The value of the lives of those who are mentally ill is non-negotiable, in my mind, but I can hold that view firm while working to understand another perspective. Just as I can leave my home and explore the city, and return home at the end of the day. Perhaps I’ll bring something home, perhaps not. A perspective may not be as devious as I think. Change through conversation can be positive, after all, and isn’t being progressive all about progressing away from something and to something new? At the very least we might learn a more nuanced understanding of how someone's logic is flawed. 

What’s the truth about mental health? Here’s my interpretation. With mental health, I propose that there is this paradigm.
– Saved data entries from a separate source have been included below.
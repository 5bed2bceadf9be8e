//! Cumulative dividend series and as-of dividend sums.
//!
//! The expected dividend between an observation date `t` and a settlement
//! date `T` is read off a running sum of daily dividends:
//!
//! `Div_Sum(t, T) = CumDiv(T) - CumDiv(t)`
//!
//! where `CumDiv(q)` is the cumulative value at the latest dividend date `<= q`
//! (settlement dates often fall on days with no dividend row, e.g. weekends).

use chrono::NaiveDate;

use crate::domain::DividendRecord;
use crate::math::asof_lookup;

/// Running dividend total, keyed by date.
#[derive(Debug, Clone, Default)]
pub struct CumulativeDividends {
    points: Vec<(NaiveDate, f64)>,
}

impl CumulativeDividends {
    /// Build the running sum. Records are ordered by date first; missing or
    /// negative daily values are expected to have been zeroed at ingest.
    pub fn from_records(records: &[DividendRecord]) -> Self {
        let mut sorted = records.to_vec();
        sorted.sort_by_key(|r| r.date);

        let mut total = 0.0;
        let points = sorted
            .into_iter()
            .map(|r| {
                total += r.daily_dividend;
                (r.date, total)
            })
            .collect();

        Self { points }
    }

    pub fn points(&self) -> &[(NaiveDate, f64)] {
        &self.points
    }

    /// `CumDiv(q)`; `None` when `q` precedes every dividend date.
    pub fn as_of(&self, query: NaiveDate) -> Option<f64> {
        asof_lookup(&self.points, query, |p| p.0).map(|p| p.1)
    }
}

/// The three cumulative values one contract row needs.
#[derive(Debug, Clone, Copy, PartialEq)]
pub struct DividendLegs {
    pub cum_current: f64,
    pub cum_term1: f64,
    pub cum_term2: f64,
}

impl DividendLegs {
    pub fn resolve(
        dividends: &CumulativeDividends,
        observation: NaiveDate,
        term1_settlement: NaiveDate,
        term2_settlement: NaiveDate,
    ) -> Option<Self> {
        Some(Self {
            cum_current: dividends.as_of(observation)?,
            cum_term1: dividends.as_of(term1_settlement)?,
            cum_term2: dividends.as_of(term2_settlement)?,
        })
    }

    pub fn div_sum1(&self) -> f64 {
        self.cum_term1 - self.cum_current
    }

    pub fn div_sum2(&self) -> f64 {
        self.cum_term2 - self.cum_current
    }
}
On one side, which I’ll call “the right” and on the other side we have “the left”. The right believes we are where we are due to our merit (or lack thereof). Cousin Derek was struggling and pulled himself up from his bootstraps and so others should be able to.

The left believes we are where we are due to factors out of our control. In this sense, life “happens to us”. Our social positioning, trauma, all of these things dictate where a person ends up. Cousin Taylor is powerless to change, and so we should have compassion for them. 
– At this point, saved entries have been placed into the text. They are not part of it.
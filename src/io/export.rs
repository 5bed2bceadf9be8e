//! Persisted per-index forward-rate tables.
//!
//! One CSV per index, indexed by `Date`. Missing values are empty cells and
//! floats use Rust's shortest round-trip formatting, so reading a file back
//! reproduces the written values exactly.

use std::fs::File;
use std::path::Path;

use chrono::NaiveDate;
use csv::StringRecord;

use crate::domain::{ForwardRateRow, IndexCode};
use crate::error::PipelineError;
use crate::io::ingest::{build_header_map, cell, parse_date, parse_opt_f64};

/// The columns a reader needs back from a persisted table.
#[derive(Debug, Clone, PartialEq)]
pub struct PersistedForwardRate {
    pub date: NaiveDate,
    pub implied_forward_rate: Option<f64>,
    pub short_rate_forward: Option<f64>,
    /// Basis points.
    pub spread_bps: Option<f64>,
    pub is_outlier: bool,
}

pub fn forward_rate_headers(index: IndexCode) -> Vec<String> {
    let mut headers: Vec<String> = [
        "Date",
        "Term1_SettlementDate",
        "Term2_SettlementDate",
        "Term1_TTM",
        "Term2_TTM",
        "Term1_Futures_Price",
        "Term2_Futures_Price",
        "OIS",
        "OIS_lag_days",
        "CumDiv_current",
        "CumDiv_Term1",
        "CumDiv_Term2",
        "Div_Sum1",
        "Div_Sum2",
        "Div_Sum1_Comp",
        "Div_Sum2_Comp",
        "implied_forward_raw",
    ]
    .iter()
    .map(|s| s.to_string())
    .collect();

    let spread = index.spread_column();
    headers.push(index.implied_forward_column());
    headers.push("ois_fwd_raw".to_string());
    headers.push(index.short_rate_forward_column());
    headers.push(spread.clone());
    headers.push(format!("{spread}_filtered"));
    headers.push("is_outlier".to_string());
    headers
}

/// Write an index's forward-rate rows.
pub fn write_forward_rates_csv(path: &Path, index: IndexCode, rows: &[ForwardRateRow]) -> Result<(), PipelineError> {
    let write_err = |e: csv::Error| PipelineError::Write {
        path: path.to_path_buf(),
        message: e.to_string(),
    };

    let mut writer = csv::Writer::from_path(path).map_err(write_err)?;
    writer.write_record(forward_rate_headers(index)).map_err(write_err)?;

    for r in rows {
        let o = &r.observation;
        let record = [
            o.date.to_string(),
            opt_date(o.term1_settlement_date),
            opt_date(o.term2_settlement_date),
            opt_int(o.term1_ttm),
            opt_int(o.term2_ttm),
            opt_num(o.term1_price),
            opt_num(o.term2_price),
            num(r.short_rate),
            r.short_rate_lag_days.to_string(),
            num(r.cum_div_current),
            num(r.cum_div_term1),
            num(r.cum_div_term2),
            num(r.div_sum1),
            num(r.div_sum2),
            num(r.div_sum1_comp),
            num(r.div_sum2_comp),
            num(r.implied_forward_raw),
            opt_num(r.implied_forward_rate),
            num(r.short_rate_forward_raw),
            num(r.short_rate_forward),
            opt_num(r.spread_bps),
            opt_num(r.spread_filtered),
            r.is_outlier.to_string(),
        ];
        writer.write_record(&record).map_err(write_err)?;
    }

    writer.flush().map_err(|e| PipelineError::Write {
        path: path.to_path_buf(),
        message: e.to_string(),
    })?;
    Ok(())
}

/// Read back the rate and spread columns of a persisted table.
pub fn read_forward_rates_csv(path: &Path, index: IndexCode) -> Result<Vec<PersistedForwardRate>, PipelineError> {
    if !path.exists() {
        return Err(PipelineError::MissingInput {
            path: path.to_path_buf(),
        });
    }
    let read_err = |source: csv::Error| PipelineError::Read {
        path: path.to_path_buf(),
        source,
    };

    let file = File::open(path).map_err(|e| read_err(e.into()))?;
    let mut reader = csv::ReaderBuilder::new().trim(csv::Trim::All).from_reader(file);
    let headers: StringRecord = reader.headers().map_err(read_err)?.clone();
    let header_map = build_header_map(&headers);

    let column = |name: &str| {
        header_map
            .get(&name.to_ascii_lowercase())
            .copied()
            .ok_or_else(|| PipelineError::MissingColumn {
                path: path.to_path_buf(),
                column: name.to_string(),
            })
    };
    let date_idx = column("Date")?;
    let fwd_idx = column(&index.implied_forward_column())?;
    let ois_idx = column(&index.short_rate_forward_column())?;
    let spread_idx = column(&index.spread_column())?;
    let outlier_idx = header_map.get("is_outlier").copied();

    let mut out = Vec::new();
    for record in reader.records() {
        let record = record.map_err(read_err)?;
        // Rows without a readable date cannot be placed on the calendar.
        let Some(Ok(date)) = cell(&record, date_idx).map(parse_date) else {
            continue;
        };
        out.push(PersistedForwardRate {
            date,
            implied_forward_rate: parse_opt_f64(cell(&record, fwd_idx)),
            short_rate_forward: parse_opt_f64(cell(&record, ois_idx)),
            spread_bps: parse_opt_f64(cell(&record, spread_idx)),
            is_outlier: outlier_idx
                .and_then(|idx| cell(&record, idx))
                .is_some_and(|s| s.eq_ignore_ascii_case("true")),
        });
    }
    Ok(out)
}

fn num(v: f64) -> String {
    format!("{v}")
}

fn opt_num(v: Option<f64>) -> String {
    v.map(num).unwrap_or_default()
}

fn opt_int(v: Option<i64>) -> String {
    v.map(|x| x.to_string()).unwrap_or_default()
}

fn opt_date(v: Option<NaiveDate>) -> String {
    v.map(|d| d.to_string()).unwrap_or_default()
}

#[cfg(test)]
mod tests {
    use super::*;
    use crate::dividends::CumulativeDividends;
    use crate::domain::{ContractObservation, DividendRecord, FilterParams, ShortRateObservation};
    use crate::forward::{ForwardSettings, compute_index_forward_rates};
    use chrono::Duration;

    fn sample_rows() -> Vec<ForwardRateRow> {
        let start = NaiveDate::from_ymd_opt(2022, 6, 1).unwrap();
        let contracts: Vec<ContractObservation> = (0..40)
            .map(|i: i64| {
                let date = start + Duration::days(i);
                let p2 = if i == 20 { 6000.0 } else { 4020.0 + 0.37 * i as f64 };
                ContractObservation {
                    date,
                    term1_price: Some(4000.0 + 0.31 * i as f64),
                    term2_price: Some(p2),
                    term1_settlement_date: Some(date + Duration::days(40 - i % 7)),
                    term2_settlement_date: Some(date + Duration::days(131 - i % 7)),
                    term1_ttm: Some(40 - i % 7),
                    term2_ttm: Some(131 - i % 7),
                }
            })
            .collect();
        let rates = vec![ShortRateObservation { date: start, rate: 0.0137 }];
        let divs = CumulativeDividends::from_records(&[
            DividendRecord { date: start, daily_dividend: 0.4 },
            DividendRecord { date: start + Duration::days(60), daily_dividend: 3.1 },
        ]);
        compute_index_forward_rates(
            IndexCode::Ndx,
            &contracts,
            &rates,
            &divs,
            &ForwardSettings {
                filter: FilterParams { window: 5, threshold: 10.0 },
                stale_after_days: 5,
            },
        )
        .rows
    }

    #[test]
    fn spreads_survive_a_round_trip() {
        let rows = sample_rows();
        assert!(rows.iter().any(|r| r.is_outlier), "fixture should contain an outlier");

        let dir = tempfile::tempdir().unwrap();
        let path = dir.path().join("NDX_Forward_Rates.csv");
        write_forward_rates_csv(&path, IndexCode::Ndx, &rows).unwrap();
        let back = read_forward_rates_csv(&path, IndexCode::Ndx).unwrap();

        assert_eq!(back.len(), rows.len());
        for (orig, read) in rows.iter().zip(&back) {
            assert_eq!(orig.date(), read.date);
            assert_eq!(orig.is_outlier, read.is_outlier);
            match (orig.spread_bps, read.spread_bps) {
                (Some(a), Some(b)) => assert!((a - b).abs() < 1e-9),
                (None, None) => {}
                other => panic!("spread mismatch: {other:?}"),
            }
            assert_eq!(orig.implied_forward_rate, read.implied_forward_rate);
            assert_eq!(Some(orig.short_rate_forward), read.short_rate_forward);
        }
    }

    #[test]
    fn header_names_follow_index() {
        let headers = forward_rate_headers(IndexCode::Indu);
        for expected in ["cal_INDU_rf", "ois_fwd_INDU", "spread_INDU", "spread_INDU_filtered"] {
            assert!(headers.iter().any(|h| h == expected), "missing {expected}");
        }
    }

    #[test]
    fn reading_wrong_index_reports_missing_column() {
        let rows = sample_rows();
        let dir = tempfile::tempdir().unwrap();
        let path = dir.path().join("NDX_Forward_Rates.csv");
        write_forward_rates_csv(&path, IndexCode::Ndx, &rows).unwrap();
        let err = read_forward_rates_csv(&path, IndexCode::Spx).unwrap_err();
        assert!(matches!(err, PipelineError::MissingColumn { .. }));
    }
}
These are ideals and a simplification. In reality, Taylor may be powerless to change, but not completely. And with that power, they can respond to their circumstance. Derek may have held the impetus to move towards wellness, but that move wasn’t completely his, inevitably being powered by some context out of his control. 
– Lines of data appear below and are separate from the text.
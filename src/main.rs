use std::process::ExitCode;

use tracing_subscriber::{EnvFilter, layer::SubscriberExt, util::SubscriberInitExt};

fn main() -> ExitCode {
    // Logs go to stderr; stdout carries the report.
    let filter = EnvFilter::try_from_default_env().unwrap_or_else(|_| EnvFilter::new("info"));
    tracing_subscriber::registry()
        .with(filter)
        .with(tracing_subscriber::fmt::layer().with_writer(std::io::stderr))
        .init();

    match fwd_spread::app::run() {
        Ok(()) => ExitCode::SUCCESS,
        Err(err) => {
            eprintln!("{err}");
            ExitCode::from(err.exit_code())
        }
    }
}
One of the problems with mental illness is that if we say we have a choice to improve our situation, we open the door to blame and guilt if we don’t do so. We say there’s responsibility. But we don’t always have that ability. However, if we say there is a lack of free will and that there are determining influences out of our control, we say there are ways that we lack the freedom to evolve.

I hope my paradigm is helpful. These are sensitive issues. Figuring out what’s possible for a person is a very personal pursuit. To discover what power they have and have had, and what power they don’t. This quest of defining one's recovery can be aided by conversors, who question the person's assumptions, moving them away from shame and towards realistic hope and possibility.

As for these different sorts of conversations, less combative ones where we feel comfortable sharing our own struggles; these are so important. Our vulnerability is safe. To have the space to talk about what we’re going through to trusted friends and/or family. It can take away some of the awful weight. You may even choose to set your boundaries in a way where you talk about your mental health publicly, which can be a powerful way for people to see they’re not alone in their struggles, decreasing the isolation they may be feeling. 

Mental health and wellness is a sensitive subject because it deals with our identities, and what we’re made of. Things as a society we have varying views on with varying amounts of proposed certainty. 

Sometimes we don’t talk about mental health, because we’re afraid of saying the wrong thing. And there are wrong things to be said, or rather, things that insinuate a lack of compassion. There are also wrong things, that insinuate a person having a lack of power.

It can be a difficult dance figuring out what’s what. But, if we make more spaces, or perhaps rather, make existing spaces more hospitable, we can defy the isolation and stagnancy that can occur when conversations are left unspoken. This will require vulnerability, and it’s this vulnerability that will move our collective conversations forward.

We might say stupid things, words we might not say if we knew their implications. We’ll feel foolish but be brave. Hopefully, we’re met not with an attack, but by being lifted up by the other person with their insight, with them recognizing that in a way they’re lifting themselves up, as ultimately, we’re of the same flesh, the same universe looking and talking to itself.